◆ **Data provided**:
//! TCP transport for simulating the Bluetooth link during development

use crate::transport::traits::{LinkAdapter, TransportStream};
use anyhow::{anyhow, Result};
use async_trait::async_trait;
use bt_client_shared::PeerAddress;
use std::io;
use std::pin::Pin;
use std::task::{Context, Poll};
use tokio::io::{AsyncRead, AsyncWrite, ReadBuf};
use tokio::net::TcpStream;
use tracing::{debug, info};

/// TCP stream wrapper implementing TransportStream
pub struct TcpTransportStream {
    inner: TcpStream,
    peer: String,
}

impl TcpTransportStream {
    pub fn new(stream: TcpStream) -> Self {
        let peer = stream
            .peer_addr()
            .map(|addr| addr.to_string())
            .unwrap_or_else(|_| "unknown".into());
        Self {
            inner: stream,
            peer,
        }
    }
}

impl AsyncRead for TcpTransportStream {
    fn poll_read(
        mut self: Pin<&mut Self>,
        cx: &mut Context<'_>,
        buf: &mut ReadBuf<'_>,
    ) -> Poll<io::Result<()>> {
        Pin::new(&mut self.inner).poll_read(cx, buf)
    }
}

impl AsyncWrite for TcpTransportStream {
    fn poll_write(
        mut self: Pin<&mut Self>,
        cx: &mut Context<'_>,
        buf: &[u8],
    ) -> Poll<io::Result<usize>> {
        Pin::new(&mut self.inner).poll_write(cx, buf)
    }

    fn poll_flush(mut self: Pin<&mut Self>, cx: &mut Context<'_>) -> Poll<io::Result<()>> {
        Pin::new(&mut self.inner).poll_flush(cx)
    }

    fn poll_shutdown(mut self: Pin<&mut Self>, cx: &mut Context<'_>) -> Poll<io::Result<()>> {
        Pin::new(&mut self.inner).poll_shutdown(cx)
    }
}

impl TransportStream for TcpTransportStream {
    fn peer(&self) -> String {
        format!("tcp://{}", self.peer)
    }
}

/// Adapter standing in for the Bluetooth radio with a TCP endpoint
///
/// The peer address is still validated by the connector but the link always
/// goes to the configured socket address.
pub struct TcpAdapter {
    address: String,
}

impl TcpAdapter {
    /// Create an adapter connecting to `address` (e.g. "127.0.0.1:9000")
    pub fn new(address: impl Into<String>) -> Self {
        Self {
            address: address.into(),
        }
    }
}

#[async_trait]
impl LinkAdapter for TcpAdapter {
    async fn is_enabled(&self) -> bool {
        true
    }

    async fn open(&self, address: &PeerAddress) -> Result<Box<dyn TransportStream>> {
        debug!("[TCP] Simulating {} via {}", address, self.address);
        let stream = TcpStream::connect(&self.address)
            .await
            .map_err(|e| anyhow!("TCP connect to {} failed: {}", self.address, e))?;
        stream.set_nodelay(true)?;

        info!("[TCP] Connected to {}", self.address);
        Ok(Box::new(TcpTransportStream::new(stream)))
    }

    fn name(&self) -> &'static str {
        "TcpSimulation"
    }
}

#[cfg(test)]
mod tests {
    use super::*;
    use tokio::io::{AsyncReadExt, AsyncWriteExt};
    use tokio::net::TcpListener;

    fn peer_address() -> PeerAddress {
        "00:11:22:33:44:55".parse().expect("valid address")
    }

    #[tokio::test]
    async fn test_open_connects_to_listener() {
        let listener = TcpListener::bind("127.0.0.1:0").await.expect("bind");
        let local = listener.local_addr().expect("local addr");
        let adapter = TcpAdapter::new(local.to_string());

        let peer = peer_address();
        let (accepted, opened) = tokio::join!(listener.accept(), adapter.open(&peer));
        let (mut server, _) = accepted.expect("accept");
        let mut client = opened.expect("open");
        assert!(client.peer().starts_with("tcp://127.0.0.1:"));

        client.write_all(b"ping00").await.expect("write");
        let mut buf = [0u8; 6];
        server.read_exact(&mut buf).await.expect("read");
        assert_eq!(&buf, b"ping00");
    }

    #[tokio::test]
    async fn test_open_fails_without_listener() {
        let listener = TcpListener::bind("127.0.0.1:0").await.expect("bind");
        let local = listener.local_addr().expect("local addr");
        drop(listener);

        let adapter = TcpAdapter::new(local.to_string());
        assert!(adapter.is_enabled().await);
        assert!(adapter.open(&peer_address()).await.is_err());
    }
}
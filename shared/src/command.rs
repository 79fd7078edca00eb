//! Command surface parsing
//!
//! Commands arrive as single text lines:
//! ```text
//! START
//! WRITE <payload>
//! STOP
//! ```

use std::fmt;
use std::str::FromStr;
use thiserror::Error;

/// Errors for commands that violate the command contract
#[derive(Error, Debug, Clone, PartialEq, Eq)]
pub enum CommandError {
    #[error("empty command")]
    Empty,

    #[error("unknown action: {0}")]
    Unknown(String),

    #[error("{0} takes no argument")]
    UnexpectedArgument(&'static str),

    #[error("write requires a non-empty payload")]
    EmptyPayload,
}

/// A command addressed to the connection supervisor
#[derive(Debug, Clone, PartialEq, Eq)]
pub enum Command {
    /// Begin connecting
    Start,
    /// Queue a payload for the peer
    Write(String),
    /// Tear down any connection and quiesce
    Stop,
}

impl Command {
    /// Build a write command, rejecting an empty payload
    pub fn write(payload: impl Into<String>) -> Result<Self, CommandError> {
        let payload = payload.into();
        if payload.is_empty() {
            return Err(CommandError::EmptyPayload);
        }
        Ok(Command::Write(payload))
    }

    /// Action name as it appears on the command surface
    pub fn action(&self) -> &'static str {
        match self {
            Command::Start => "START",
            Command::Write(_) => "WRITE",
            Command::Stop => "STOP",
        }
    }
}

impl FromStr for Command {
    type Err = CommandError;

    fn from_str(s: &str) -> Result<Self, Self::Err> {
        let line = s.trim_end_matches(|c: char| c == '\r' || c == '\n');
        if line.trim().is_empty() {
            return Err(CommandError::Empty);
        }

        let (action, argument) = match line.split_once(' ') {
            Some((action, argument)) => (action, Some(argument)),
            None => (line, None),
        };

        match (action, argument) {
            ("START", None) => Ok(Command::Start),
            ("STOP", None) => Ok(Command::Stop),
            ("START", Some(_)) => Err(CommandError::UnexpectedArgument("START")),
            ("STOP", Some(_)) => Err(CommandError::UnexpectedArgument("STOP")),
            ("WRITE", payload) => Command::write(payload.unwrap_or_default()),
            (other, _) => Err(CommandError::Unknown(other.to_string())),
        }
    }
}

impl fmt::Display for Command {
    fn fmt(&self, f: &mut fmt::Formatter<'_>) -> fmt::Result {
        match self {
            Command::Write(payload) => write!(f, "WRITE {payload}"),
            other => f.write_str(other.action()),
        }
    }
}
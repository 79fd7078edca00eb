//! Reader loop turning the inbound stream into frames

use super::link::Link;
use super::supervisor::Shared;
use super::writer::{Writer, WriterHandle};
use bt_client_shared::{ErrorKind, FrameAssembler};
use std::io;
use std::sync::Arc;
use tokio::io::{AsyncRead, AsyncReadExt, AsyncWrite};
use tokio_util::sync::CancellationToken;
use tracing::{debug, info, warn};

const READ_CHUNK_SIZE: usize = 1024;

/// Owns the input half of a live link and its paired writer
pub(crate) struct Reader<R> {
    id: u64,
    input: R,
    link: Link,
    writer: WriterHandle,
    cancel: CancellationToken,
    shared: Arc<Shared>,
}

impl<R: AsyncRead + Unpin + Send + 'static> Reader<R> {
    pub(crate) fn new(
        id: u64,
        input: R,
        link: Link,
        writer: WriterHandle,
        cancel: CancellationToken,
        shared: Arc<Shared>,
    ) -> Self {
        Self {
            id,
            input,
            link,
            writer,
            cancel,
            shared,
        }
    }

    /// Start the paired writer, then read until the link fails or is closed
    pub(crate) async fn run<W: AsyncWrite + Unpin + Send + 'static>(mut self, writer: Writer<W>) {
        tokio::spawn(writer.run());
        self.shared.mark_connected(self.id);
        info!("[READ] Reading from {}", self.link.peer());

        let err = self.read_frames().await;
        warn!("[READ] Link to {} failed: {}", self.link.peer(), err);
        self.shared
            .events
            .error_with(ErrorKind::Exception, err.to_string());

        if let Err(e) = self.writer.cancel() {
            // The closed link below still stops the writer
            debug!("[READ] Writer not terminated through its queue: {}", e);
        }
        self.link.close();
        drop(self.input);

        Shared::session_lost(&self.shared, self.id, &self.cancel);
    }

    /// Emit every complete frame; only returns on failure
    async fn read_frames(&mut self) -> io::Error {
        let mut assembler = FrameAssembler::new();
        let mut buf = [0u8; READ_CHUNK_SIZE];

        let err = loop {
            let n = tokio::select! {
                biased;
                _ = self.link.closed() => {
                    break io::Error::new(io::ErrorKind::ConnectionAborted, "socket closed")
                }
                result = self.input.read(&mut buf) => match result {
                    Ok(0) => {
                        break io::Error::new(
                            io::ErrorKind::UnexpectedEof,
                            "connection closed by peer",
                        )
                    }
                    Ok(n) => n,
                    Err(e) if e.kind() == io::ErrorKind::Interrupted => continue,
                    Err(e) => break e,
                },
            };

            assembler.extend(&buf[..n]);
            if self.link.is_closed() {
                continue;
            }
            while let Some(frame) = assembler.next_frame() {
                debug!("[READ] Frame: {}", frame);
                self.shared.events.message(frame);
            }
        };

        if assembler.buffered() > 0 {
            debug!("[READ] Dropping {} byte(s) of partial frame", assembler.buffered());
        }
        err
    }
}
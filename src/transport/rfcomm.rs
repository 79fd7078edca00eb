//! RFCOMM transport implementation for Bluetooth connections

use crate::transport::traits::{LinkAdapter, TransportStream};
use anyhow::{anyhow, Result};
use async_trait::async_trait;
use bluer::rfcomm::{Profile, Role, SocketAddr as RfcommAddr, Stream as RfcommStream};
use bluer::{Address, Uuid};
use bt_client_shared::{PeerAddress, SERIAL_PORT_SERVICE_UUID};
use futures::StreamExt;
use std::io;
use std::pin::Pin;
use std::task::{Context, Poll};
use tokio::io::{AsyncRead, AsyncWrite, ReadBuf};
use tracing::{debug, info, warn};

/// RFCOMM stream wrapper implementing TransportStream
pub struct RfcommTransportStream {
    inner: RfcommStream,
    peer_addr: Address,
}

impl RfcommTransportStream {
    /// Create a new RFCOMM transport stream
    pub fn new(stream: RfcommStream, peer_addr: Address) -> Self {
        Self {
            inner: stream,
            peer_addr,
        }
    }
}

impl AsyncRead for RfcommTransportStream {
    fn poll_read(
        mut self: Pin<&mut Self>,
        cx: &mut Context<'_>,
        buf: &mut ReadBuf<'_>,
    ) -> Poll<io::Result<()>> {
        Pin::new(&mut self.inner).poll_read(cx, buf)
    }
}

impl AsyncWrite for RfcommTransportStream {
    fn poll_write(
        mut self: Pin<&mut Self>,
        cx: &mut Context<'_>,
        buf: &[u8],
    ) -> Poll<io::Result<usize>> {
        Pin::new(&mut self.inner).poll_write(cx, buf)
    }

    fn poll_flush(mut self: Pin<&mut Self>, cx: &mut Context<'_>) -> Poll<io::Result<()>> {
        Pin::new(&mut self.inner).poll_flush(cx)
    }

    fn poll_shutdown(mut self: Pin<&mut Self>, cx: &mut Context<'_>) -> Poll<io::Result<()>> {
        Pin::new(&mut self.inner).poll_shutdown(cx)
    }
}

impl TransportStream for RfcommTransportStream {
    fn peer(&self) -> String {
        format!("rfcomm://{}", self.peer_addr)
    }
}

/// Configuration for the RFCOMM adapter
#[derive(Debug, Clone)]
pub struct RfcommConfig {
    /// Fixed RFCOMM channel; `None` resolves the service through its profile UUID
    pub channel: Option<u8>,
    /// Service class the peer is reached through
    pub service_uuid: Uuid,
}

impl Default for RfcommConfig {
    fn default() -> Self {
        Self {
            channel: None,
            service_uuid: Uuid::from_u128(SERIAL_PORT_SERVICE_UUID),
        }
    }
}

/// BlueZ adapter opening RFCOMM links to the peer
pub struct RfcommAdapter {
    session: bluer::Session,
    adapter: bluer::Adapter,
    config: RfcommConfig,
}

impl RfcommAdapter {
    /// Bind to the host's default Bluetooth adapter
    ///
    /// Fails when BlueZ is unreachable or the host has no adapter.
    pub async fn default_adapter(config: RfcommConfig) -> Result<Self> {
        let session = bluer::Session::new().await?;
        let adapter = session.default_adapter().await?;
        info!("[BT] Using adapter {}", adapter.name());
        Ok(Self {
            session,
            adapter,
            config,
        })
    }

    /// Connect a raw RFCOMM socket to a known channel
    async fn connect_channel(&self, target: Address, channel: u8) -> Result<RfcommStream> {
        let socket_addr = RfcommAddr::new(target, channel);
        debug!("[BT] Connecting to {} channel {}", target, channel);

        RfcommStream::connect(socket_addr)
            .await
            .map_err(|e| anyhow!("RFCOMM connect failed: {}", e))
    }

    /// Connect through the service profile and accept the stream BlueZ hands back
    async fn connect_profile(&self, target: Address) -> Result<RfcommStream> {
        let uuid = self.config.service_uuid;
        let profile = Profile {
            uuid,
            role: Some(Role::Client),
            require_authentication: Some(false),
            require_authorization: Some(false),
            auto_connect: Some(false),
            ..Default::default()
        };
        debug!("[BT] Connecting to {} service {}", target, uuid);

        // Dropping the handle unregisters the profile again
        let mut handle = self.session.register_profile(profile).await?;
        let device = self.adapter.device(target)?;

        // BlueZ delivers the socket to the profile while connect_profile is pending
        let (connected, request) = tokio::join!(device.connect_profile(&uuid), handle.next());
        connected.map_err(|e| anyhow!("profile connect failed: {}", e))?;

        let request = request.ok_or_else(|| anyhow!("profile closed before connection"))?;
        Ok(request.accept()?)
    }
}

#[async_trait]
impl LinkAdapter for RfcommAdapter {
    async fn is_enabled(&self) -> bool {
        match self.adapter.is_powered().await {
            Ok(powered) => powered,
            Err(e) => {
                warn!("[BT] Could not read adapter power state: {}", e);
                false
            }
        }
    }

    async fn cancel_discovery(&self) {
        // Discovery sessions are owned by the D-Bus clients that started them;
        // this client never starts one, so there is nothing of ours to stop.
        if let Ok(true) = self.adapter.is_discovering().await {
            debug!("[BT] Adapter is discovering, connect may be slow");
        }
    }

    async fn open(&self, address: &PeerAddress) -> Result<Box<dyn TransportStream>> {
        let target = Address::new(address.octets());

        let stream = match self.config.channel {
            Some(channel) => self.connect_channel(target, channel).await?,
            None => self.connect_profile(target).await?,
        };

        info!("[BT] Connected to {}", target);
        Ok(Box::new(RfcommTransportStream::new(stream, target)))
    }

    fn name(&self) -> &'static str {
        "Bluetooth"
    }
}
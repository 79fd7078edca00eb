//! Connect loop retrying until a link is installed or the loop is cancelled

use super::supervisor::Shared;
use crate::transport::LinkAdapter;
use bt_client_shared::{AddressError, ErrorKind, PeerAddress};
use std::sync::Arc;
use tokio_util::sync::CancellationToken;
use tracing::{debug, error, info, warn};

/// Outcome of one connect attempt
enum Attempt {
    /// Reader and writer installed on a fresh link
    Installed,
    /// Transport failed to open or the connector was cancelled meanwhile
    Failed,
}

/// Connect-with-retry worker
pub(crate) struct Connector {
    id: u64,
    adapter: Arc<dyn LinkAdapter>,
    cancel: CancellationToken,
    shared: Arc<Shared>,
}

impl Connector {
    pub(crate) fn new(
        id: u64,
        adapter: Arc<dyn LinkAdapter>,
        cancel: CancellationToken,
        shared: Arc<Shared>,
    ) -> Self {
        Self {
            id,
            adapter,
            cancel,
            shared,
        }
    }

    /// Retry until a link is installed, the address is rejected, or cancelled
    ///
    /// A rejected address is reported as `Exception` carrying the parse error
    /// and settles the supervisor in Stopped.
    pub(crate) async fn run(self) {
        let retry_interval = self.shared.config.retry_interval;
        let mut attempts: u64 = 0;

        while !self.cancel.is_cancelled() {
            if !self.adapter.is_enabled().await {
                warn!("[CONNECT] {} adapter is disabled", self.adapter.name());
                self.shared.events.error(ErrorKind::Disabled);
            } else {
                attempts += 1;
                match self.attempt().await {
                    Ok(Attempt::Installed) => {
                        info!("[CONNECT] Connected after {} attempt(s)", attempts);
                        return;
                    }
                    Ok(Attempt::Failed) => {}
                    Err(e) => {
                        error!("[CONNECT] Giving up: {}", e);
                        self.shared
                            .events
                            .error_with(ErrorKind::Exception, e.to_string());
                        self.shared.connector_rejected(self.id);
                        return;
                    }
                }
            }

            tokio::select! {
                _ = tokio::time::sleep(retry_interval) => {}
                _ = self.cancel.cancelled() => {}
            }
        }

        debug!("[CONNECT] Connector {} exiting", self.id);
        self.shared.connector_finished(self.id);
    }

    /// Open one link and hand it to the supervisor
    ///
    /// Only a malformed address is an error; it will not fix itself on retry.
    async fn attempt(&self) -> Result<Attempt, AddressError> {
        let address: PeerAddress = self.shared.config.address.parse()?;
        self.adapter.cancel_discovery().await;

        let opened = tokio::select! {
            result = self.adapter.open(&address) => result,
            _ = self.cancel.cancelled() => {
                debug!("[CONNECT] Attempt to {} abandoned", address);
                return Ok(Attempt::Failed);
            }
        };

        let stream = match opened {
            Ok(stream) => stream,
            Err(e) => {
                debug!("[CONNECT] {} open failed: {:#}", self.adapter.name(), e);
                return Ok(Attempt::Failed);
            }
        };

        if Shared::install_session(&self.shared, self.id, &self.cancel, stream) {
            Ok(Attempt::Installed)
        } else {
            Ok(Attempt::Failed)
        }
    }
}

◆ **What needs to be done**:
Take from the listing every line in which the word "TcpTransportStream" appears.

◆ **Exercise output**:
pub struct TcpTransportStream {
impl TcpTransportStream {
impl AsyncRead for TcpTransportStream {
impl AsyncWrite for TcpTransportStream {
impl TransportStream for TcpTransportStream {
        Ok(Box::new(TcpTransportStream::new(stream)))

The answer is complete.